It’s some how, this is partly Ralph Waldo Emerson’s fault!
Typically such a dire decline is blamed on the rabid secularist agenda of the cultural left. But Prothero lays the blame at the feet of some of the most religious people in America! Mostly he blames evangelical fundamentalists, but we on the religious left get a share of the blame as well. Prothero suggests the decline is seen primarily by the shifts of religious focus that have transpired right under our noses beginning a few generations after the birth of the nation. There are four shifts mentioned: the shift from head to heart, from Doctrine to Story-telling, from Bible to Jesus, from Theology to Morality.
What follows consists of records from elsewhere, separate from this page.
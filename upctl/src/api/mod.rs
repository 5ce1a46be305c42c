//! HTTP layer.
//!
//! - **[`handlers`]**: axum route handlers
//! - **[`models`]**: response bodies and their OpenAPI schemas
//!
//! The only business endpoint is `POST /api/file/upload`. Its handler is a thin adapter: it turns
//! the HTTP request into an [`UploadRequest`](crate::upload::UploadRequest) and hands it to the
//! [`UploadHandler`](crate::upload::UploadHandler), which owns every upload rule.

pub mod handlers;
pub mod models;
The shift from head to heart is seen in the way “Evangelicals actively discouraged religious learning” (Ibid p93) and in the story of a Methodist bishop who opposed the building of new seminaries to educate new clergy saying that faith was strongest in a soul unfettered by book learning. He backed that statement up admitting that he would opt any day for a preacher without education over a preacher without passion. (p87) The days of the dull, dry, dreary Sunday sermon have long since been buried in the pages of history. Now the sermon is a moving and inspiring experience instead of an education of the people. And it is not only the sermon which has gone through this sift: the shift is articulated by one Sunday school teacher who said, “the efficacy of moral and religious instruction consists more in what our children are brought to feel, than what they are taught to know.” (p106) And is that not unlike some of our R.E. philosophy?
The shift from Doctrine to Storytelling follows easily after this. Partly due also to the advent of bestselling story serials published in the magazines in the 1800’s. Harriett Beecher Stowe wrote that the world was “running mad for Stories,” adding, “Soon it will be necessary that every leading clergyman shall embody his theology in a serial story, to be delivered from the pulpit Sunday after Sunday.”(p108) The pulpit was quickly in competition with newspapers, plays and novels; and today we contend also against TV, movies, celebrity watching, and the Internet. Lincoln once said, “When I see a man preach I like to see him act as if he were fighting bees.” (p89) Preachers are no longer called upon to be scholars so much as entertainers.
Prothero mentions this third shift from Bible to Jesus to demonstrate that people don’t ask, ‘What does the Bible tell us about such a situation?’ and instead ask, “What would Jesus do?” Often this approach has no connection to a scholarly study of the Theology and Ethic of Jesus demonstrated in scripture and is instead simply a free-floating exposition of a modernized Americanized Jesus. Yet we ask “What would Jesus do?” as if we are using such a ploy to tell ourselves only what we already plan to hear.
The last shift is perhaps the most striking and critical: from doctrine to morality. Prothero writes that what happened was a:
…collapse of religion into “values” and “values” into sexual morality, which in turn functions via an odd sort of circular reasoning as a proxy for religiosity. At least in popular parlance, what makes religious folks religious today is not so much that they believe in Jesus’ divinity or Buddhism’s Four Noble Truths but that they hold certain moral positions on bedroom issues such as premarital sex, homosexuality, and abortion. (p101)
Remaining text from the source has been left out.